On March 4 Oberlin College in Ohio, which has always had an outsized role in the history of Black higher education, cancelled classes for a day and instead held a “Day of Solidarity” in response to a month-long series of hate speech being scrawled on various buildings, doors, and posters throughout the campus.

The words of hate were directed at Black, gay, and Jewish students, and students of Asian descent. According to Oberlin College officials, swastikas were drawn on some buildings and walls, “nigger” was written on some Black History Month posters, a note with the words “nigger + faggot center” was found in the college’s Multicultural Resource Center.

College officials said they made the decision to cancel classes for a day after a person wearing clothing – a robe and hood – that appeared to be similar to Ku Klux Klan garb was seen early that morning near the college’s Afrikan Heritage House. The action was taken, according to a statement released by the college, in order to undertake “a series of discussions of the challenging issues that have faced our community in recent weeks.”

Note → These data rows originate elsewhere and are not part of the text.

use serde::{Deserialize, Serialize};
use std::collections::{BTreeMap, HashMap};
use std::path::PathBuf;

use crate::quota::{builtin_policies, QuotaPolicy, FALLBACK_MODEL};

/// Per-user, per-model quota configuration.
///
/// Built-in model policies ship with the binary; `models` adds new entries or
/// replaces built-in ones. `users` carries per-user overrides that win over
/// both. A model with no policy at all falls back to `fallback_model`.
#[derive(Debug, Clone, Serialize, Deserialize)]
pub struct QuotaConfig {
    /// Usage ledger backend.
    #[serde(default)]
    pub store: LedgerBackend,
    /// SQLite database file (only used by the `sqlite` backend).
    #[serde(default = "d_sqlite_path")]
    pub sqlite_path: PathBuf,
    /// Model whose policy applies to models without one.
    #[serde(default = "d_fallback_model")]
    pub fallback_model: String,
    /// Extra or replacement model policies keyed by model id.
    #[serde(default)]
    pub models: BTreeMap<String, QuotaPolicy>,
    /// Per-user overrides: user_id -> model_id -> policy.
    #[serde(default)]
    pub users: HashMap<String, HashMap<String, QuotaPolicy>>,
    /// Usage events older than this many days are purged by the sweep.
    #[serde(default = "d_retention_days")]
    pub retention_days: u32,
    /// Seconds between background retention sweeps. `0` disables the task.
    #[serde(default = "d_sweep_interval")]
    pub sweep_interval_secs: u64,
}

impl Default for QuotaConfig {
    fn default() -> Self {
        Self {
            store: LedgerBackend::default(),
            sqlite_path: d_sqlite_path(),
            fallback_model: d_fallback_model(),
            models: BTreeMap::new(),
            users: HashMap::new(),
            retention_days: d_retention_days(),
            sweep_interval_secs: d_sweep_interval(),
        }
    }
}

impl QuotaConfig {
    /// Built-in policies merged with the configured `models` table.
    pub fn model_policies(&self) -> BTreeMap<String, QuotaPolicy> {
        let mut policies = builtin_policies();
        policies.extend(self.models.iter().map(|(k, v)| (k.clone(), *v)));
        policies
    }
}

/// Where usage events are stored.
#[derive(Debug, Clone, Copy, Default, PartialEq, Eq, Serialize, Deserialize)]
#[serde(rename_all = "lowercase")]
pub enum LedgerBackend {
    /// Process-local, lost on restart. Intended for tests and local runs.
    Memory,
    #[default]
    Sqlite,
}

// ── serde default helpers ───────────────────────────────────────────

fn d_sqlite_path() -> PathBuf {
    PathBuf::from("./data/usage.db")
}
fn d_fallback_model() -> String {
    FALLBACK_MODEL.into()
}
fn d_retention_days() -> u32 {
    30
}
fn d_sweep_interval() -> u64 {
    3_600
}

Some, however, disagreed with the college’s cancelling of classes. For example, John S. Wilson, in a widely-circulated essay, criticized the decision. He said that it sent students the wrong message.

“By canceling classes and generally overreacting – let’s face it, racism and baseless discriminatory scrawls on posters and walls will never go away – Oberlin is only sheltering students instead of assisting them to overcome adversity, an action that would truly fortify their character,” Wilson wrote in an opinion piece for CNN.com. “What example does this set for students, many of whom will soon be in the workforce? If a supervisor or co-worker offends them, who will be there then to host their day of solidarity?”

Wilson is wrong to describe Oberlin day of solidarity as meaningless, or even harmful.

Oberlin’s founding in the 1830s as a progressive institution led it to almost immediately begin regularly enrolling African Americans. So, in historical terms, Oberlin had a special duty to stop for a day its “normal” conduct of business and re-affirm its principles of tolerance.

That’s the Oberlin-centric context justifying a day of solidarity.

The broader scope takes in what is happening in the country at large – which was reflected in the very breadth of the hate-speech attacks at Oberlin itself.

Nor have such attacks been limited to furtive scrawls by persons unknown. We’ve seen them on placards carried at conservative political rallies. We’ve heard them from conservative politicians in high and low places. We’ve read them in scurrilous e-mails denigrating President Obama and the First Family.

The nation is changing; and there are, still, some significant number of people who don’t like the fact that all sorts of Americans who once had to be content with second-class status are now surging to claim their full-citizenship rights, their freedom.

As for Wilson’s worry that Oberlin’s “day of solidarity” will make students less able to deal with the discrimination they’ll face in the workforce, I say look to the Black college graduates of predominantly White colleges of the past 40 or so years. Many of them endured similar experiences during their undergraduate years. Many of them took part in “days of solidarity” or the like against such actions.

I think very few of them, if any, would say their ability to cope with the discrimination they subsequently found in the workplace was weakened by studying at an early age the various ways one can respond positively to acts of bigotry.

Lee A. Daniels is a longtime journalist based in New York City.